There are a couple of encouraging things about this video of Egyptian TV host Khaled Al-Abraq proclaiming Israel as an enemy “for all eternity… This is what I teach my son and what he will teach his son.”
The first thing is that, unlike many other Israel haters, he doesn’t believe that the Jewish state is a temporary phenomenon; he tacitly acknowledges that it will still be around for his grandson to hate, and beyond that for generations to come.
The other is his frustration that other Egyptians don’t share his single-minded focus on hating Israel:
“They always taught us at school that our enemy is Israel. I don’t know who they say is our enemy in today’s schools. They pick a different enemy every couple of days. I am astonished to hear people say that we will not allow anyone to attack Egypt… I thought that they were talking about Israel, but they were talking about Hamas!”
In an encouraging sign of a different kind, the website of the Egyptian newspaper Al-Ahram featured a straightforward and unbiased report about Israel’s Yad Vashem Holocaust museum recognizing Egyptian doctor Mohammed Helmy as a “Righteous Among The Nations,” an award given to non-Jews who helped Jews survive during the Nazi genocide.

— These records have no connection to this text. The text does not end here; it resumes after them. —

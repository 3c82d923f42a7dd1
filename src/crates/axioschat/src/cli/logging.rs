//! Tracing subscriber setup for the binary.

use crate::config::LoggingConfig;
use crate::error::{ChatError, Result};
use tracing_subscriber::EnvFilter;

/// Install the global subscriber.
///
/// `RUST_LOG` wins over the configured level. Output goes to stderr so it
/// does not interleave with the conversation on stdout.
pub fn init_logging(config: &LoggingConfig) -> Result<()> {
    let filter = EnvFilter::try_from_default_env()
        .or_else(|_| EnvFilter::try_new(&config.level))
        .map_err(|e| ChatError::Config(format!("Invalid log level '{}': {}", config.level, e)))?;

    let builder = tracing_subscriber::fmt()
        .with_env_filter(filter)
        .with_writer(std::io::stderr);

    let installed = match config.format.as_str() {
        "json" => builder.json().try_init(),
        "pretty" => builder.pretty().try_init(),
        "compact" => builder.compact().try_init(),
        other => {
            return Err(ChatError::Config(format!(
                "Unknown log format '{}'. Available: compact, pretty, json",
                other
            )))
        }
    };

    installed.map_err(|e| ChatError::Config(format!("Failed to install logger: {}", e)))
}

Helmy, who was living in Berlin, hid a young Jewish woman in a property he owned during the war and also provided medical treatment for three of her relatives, Yad Vashem said Monday.
“Despite being targeted by the regime, Helmy spoke out against Nazi policies, and notwithstanding the great danger, risked his life by helping his Jewish friends,” Yad Vashem said.
“When the deportations of the Jews from Berlin began, 21-year-old Anna Boros, a family friend, was in need of a hiding place,” it said in a statement.
“Helmy brought her to a cabin he owned in the Berlin neighbourhood of Buch which became her safe haven until the end of the war,” it said, adding that Boros later became Anna Gutman.
“Helmy also helped Gutman’s mother Julie, stepfather Georg Wehr, and her grandmother Cecilie Rudnik… he arranged for Rudnik to be hidden in the home of Frieda Szturmann,” who was also recognised as Righteous Among The Nations, it said.
Helmy died in 1982, and Szturmann in 1962.